When the Parliament met at the end of October the contest of the Commons began with the election of Speaker. The Whig candidate, Mr. John Smith, had a majority. The queen's speech complained of the malicious insinuations that the Church was in danger. "I will always affectionately support and countenance the Church of England as by law established. I will invariably maintain the Toleration. I will do all I can to persuade my subjects to lay aside their divisions, and will study to make them all safe and easy." This was plainer language than had been spoken since the time when William uttered what he thought from that throne. The Tories were angry with the queen, and they took a course which they judged would annoy her. Anne looked with little real complacency upon the Act of Settlement. Lord Haversham, one of the Tory leaders, moved in the Lords, that the princess Sophia of Hanover should be invited to reside in England, as presumptive heir of the crown. The motion was negatived, although very strongly supported by Buckingham, Rochester, and other Tory peers. The queen was indignant, for "these very persons, having now lost that interest in her and their posts, were driving on that very motion which they had made her apprehend was the most fatal thing that could befall." * So queen Annewrites to the duchess of Marlborough, "I believe dear Mrs. Freeman and I shall not disagree as we have formerly done; for I am sensible of the services that those people have done me that you have a good opinion of, and will countenance them; and am thoroughly convinced of the malice and insolence of them that you have always been speaking against."

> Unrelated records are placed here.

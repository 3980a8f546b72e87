//! HTTP handlers for API endpoints.

use crate::metrics::Snapshot;
use crate::web::AppState;
use axum::{
    extract::State,
    http::StatusCode,
    response::{Html, Json},
};
use serde_json::json;
use tracing::error;

/// Take a fresh sample on demand.
pub async fn get_metrics(
    State(state): State<AppState>,
) -> Result<Json<Snapshot>, (StatusCode, String)> {
    let mut source = state.source.lock().await;

    match source.sample().await {
        Ok(snapshot) => Ok(Json(snapshot)),
        Err(e) => {
            error!("Failed to collect snapshot: {}", e);
            Err((StatusCode::INTERNAL_SERVER_ERROR, e.to_string()))
        }
    }
}

/// Stored history, oldest first.
pub async fn get_history(State(state): State<AppState>) -> Json<Vec<Snapshot>> {
    Json(state.ring.get_history())
}

/// Health check endpoint.
pub async fn health_check(State(state): State<AppState>) -> Json<serde_json::Value> {
    let subscribers = state.hub.stats().await.unwrap_or_default();

    Json(json!({
        "status": "ok",
        "service": "system-monitor",
        "version": env!("CARGO_PKG_VERSION"),
        "timestamp": chrono::Utc::now().to_rfc3339(),
        "history_size": state.ring.size(),
        "subscribers": subscribers,
    }))
}

/// Serve a built-in dashboard when no static index is available.
pub async fn default_index() -> Html<&'static str> {
    Html(DEFAULT_INDEX_HTML)
}

const DEFAULT_INDEX_HTML: &str = r#"<!DOCTYPE html>
<html lang="en">
<head>
    <meta charset="UTF-8">
    <meta name="viewport" content="width=device-width, initial-scale=1.0">
    <title>System Monitor</title>
    <style>
        body {
            font-family: -apple-system, BlinkMacSystemFont, 'Segoe UI', Roboto, sans-serif;
            background: #1e1e2e;
            color: #cdd6f4;
            margin: 0;
            padding: 20px;
        }
        .dashboard {
            display: grid;
            grid-template-columns: repeat(auto-fit, minmax(280px, 1fr));
            gap: 16px;
            max-width: 1200px;
            margin: 0 auto;
        }
        .card {
            background: #313244;
            border-radius: 10px;
            padding: 20px;
        }
        .card h3 { margin-top: 0; color: #89b4fa; }
        .metric { display: flex; justify-content: space-between; padding: 4px 0; }
        .status { text-align: center; margin: 20px; }
    </style>
</head>
<body>
    <h1 style="text-align:center">System Monitor</h1>
    <div class="status" id="status">Connecting...</div>
    <div class="dashboard">
        <div class="card"><h3>CPU</h3>
            <div class="metric"><span>Usage</span><span id="cpu-usage">-</span></div>
            <div class="metric"><span>Cores</span><span id="cpu-cores">-</span></div>
            <div class="metric"><span>Load</span><span id="cpu-load">-</span></div>
        </div>
        <div class="card"><h3>Memory</h3>
            <div class="metric"><span>Used</span><span id="mem-used">-</span></div>
            <div class="metric"><span>Total</span><span id="mem-total">-</span></div>
            <div class="metric"><span>Swap</span><span id="mem-swap">-</span></div>
        </div>
        <div class="card"><h3>System</h3>
            <div class="metric"><span>Host</span><span id="hostname">-</span></div>
            <div class="metric"><span>Platform</span><span id="platform">-</span></div>
            <div class="metric"><span>Uptime</span><span id="uptime">-</span></div>
            <div class="metric"><span>Processes</span><span id="processes">-</span></div>
        </div>
        <div class="card"><h3>Disks</h3><div id="disks"></div></div>
        <div class="card"><h3>Network</h3><div id="network"></div></div>
    </div>
    <script>
        const history = [];

        function formatBytes(bytes) {
            const sizes = ['B', 'KB', 'MB', 'GB', 'TB'];
            if (!bytes) return '0 B';
            const i = Math.floor(Math.log(bytes) / Math.log(1024));
            return `${(bytes / Math.pow(1024, i)).toFixed(1)} ${sizes[i]}`;
        }

        function formatUptime(seconds) {
            const days = Math.floor(seconds / 86400);
            const hours = Math.floor((seconds % 86400) / 3600);
            const minutes = Math.floor((seconds % 3600) / 60);
            return days > 0 ? `${days}d ${hours}h ${minutes}m` : `${hours}h ${minutes}m`;
        }

        function rows(items, render) {
            return items.map(item => `<div class="metric">${render(item)}</div>`).join('');
        }

        function update(data) {
            history.push(data);
            if (history.length > 60) history.shift();

            document.getElementById('cpu-usage').textContent = `${data.cpu.total_percent.toFixed(1)}%`;
            document.getElementById('cpu-cores').textContent = data.cpu.cores;
            document.getElementById('cpu-load').textContent = (data.cpu.load_avg || []).map(l => l.toFixed(2)).join(', ') || 'n/a';
            document.getElementById('mem-used').textContent = `${data.memory.used_percent.toFixed(1)}%`;
            document.getElementById('mem-total').textContent = formatBytes(data.memory.total);
            document.getElementById('mem-swap').textContent = `${data.memory.swap_percent.toFixed(1)}%`;
            document.getElementById('hostname').textContent = data.system.hostname;
            document.getElementById('platform').textContent = `${data.system.platform} ${data.system.platform_version}`;
            document.getElementById('uptime').textContent = formatUptime(data.system.uptime);
            document.getElementById('processes').textContent = data.system.processes;
            document.getElementById('disks').innerHTML = rows(data.disk || [],
                d => `<span>${d.mountpoint}</span><span>${d.used_percent.toFixed(1)}%</span>`);
            document.getElementById('network').innerHTML = rows(data.network || [],
                n => `<span>${n.name}</span><span>${formatBytes(n.bytes_recv)} / ${formatBytes(n.bytes_sent)}</span>`);
        }

        function connect() {
            const protocol = window.location.protocol === 'https:' ? 'wss:' : 'ws:';
            const ws = new WebSocket(`${protocol}//${window.location.host}/ws`);
            ws.onopen = () => document.getElementById('status').textContent = 'Connected';
            ws.onmessage = event => update(JSON.parse(event.data));
            ws.onclose = () => {
                document.getElementById('status').textContent = 'Disconnected, retrying...';
                setTimeout(connect, 2000);
            };
        }

        connect();
    </script>
</body>
</html>"#;
//! Monitor configuration.

use crate::error::{Result, SystemError};
use serde::{Deserialize, Serialize};
use std::time::Duration;

/// Sampling and retention settings.
#[derive(Debug, Clone, PartialEq, Eq, Serialize, Deserialize)]
pub struct MonitorConfig {
    /// Time between two collection ticks
    pub interval: Duration,
    /// Number of snapshots kept in history
    pub history_capacity: usize,
}

impl Default for MonitorConfig {
    fn default() -> Self {
        Self {
            interval: Duration::from_millis(crate::DEFAULT_INTERVAL_MS),
            history_capacity: crate::DEFAULT_HISTORY_SIZE,
        }
    }
}

impl MonitorConfig {
    /// Set the collection interval in milliseconds.
    pub fn with_interval_ms(mut self, interval_ms: u64) -> Self {
        self.interval = Duration::from_millis(interval_ms);
        self
    }

    /// Set the history capacity. Non-positive values fall back to the default.
    pub fn with_history_capacity(mut self, capacity: i64) -> Self {
        self.history_capacity = match usize::try_from(capacity) {
            Ok(capacity) if capacity > 0 => capacity,
            _ => crate::DEFAULT_HISTORY_SIZE,
        };
        self
    }

    /// Reject settings the collection loop cannot run with.
    pub fn validate(&self) -> Result<()> {
        if self.interval.is_zero() {
            return Err(SystemError::config_error(
                "collection interval must be positive",
            ));
        }
        Ok(())
    }
}

#[cfg(test)]
mod tests {
    use super::*;

    #[test]
    fn test_defaults() {
        let config = MonitorConfig::default();
        assert_eq!(config.interval, Duration::from_secs(2));
        assert_eq!(config.history_capacity, 60);
        assert!(config.validate().is_ok());
    }

    #[test]
    fn test_non_positive_capacity_falls_back() {
        assert_eq!(MonitorConfig::default().with_history_capacity(0).history_capacity, 60);
        assert_eq!(MonitorConfig::default().with_history_capacity(-5).history_capacity, 60);
        assert_eq!(MonitorConfig::default().with_history_capacity(7).history_capacity, 7);
    }

    #[test]
    fn test_zero_interval_rejected() {
        let err = MonitorConfig::default().with_interval_ms(0).validate().unwrap_err();
        assert!(matches!(err, SystemError::Config(_)));
    }
}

The question of the Succession being thus stirred again by the Tories, the Whigs proposed a measure which had some practical utility. They brought forward a Bill for appointing a Regency, which should carry on the government, in the case of the demise of the queen, until the arrival of her successor. The regents were to consist of the archbishop of Canterbury, the Lord Keeper, the the Lord Chief Justice, and four great officers of state. The bill

Burnet, vol. v. p. 227.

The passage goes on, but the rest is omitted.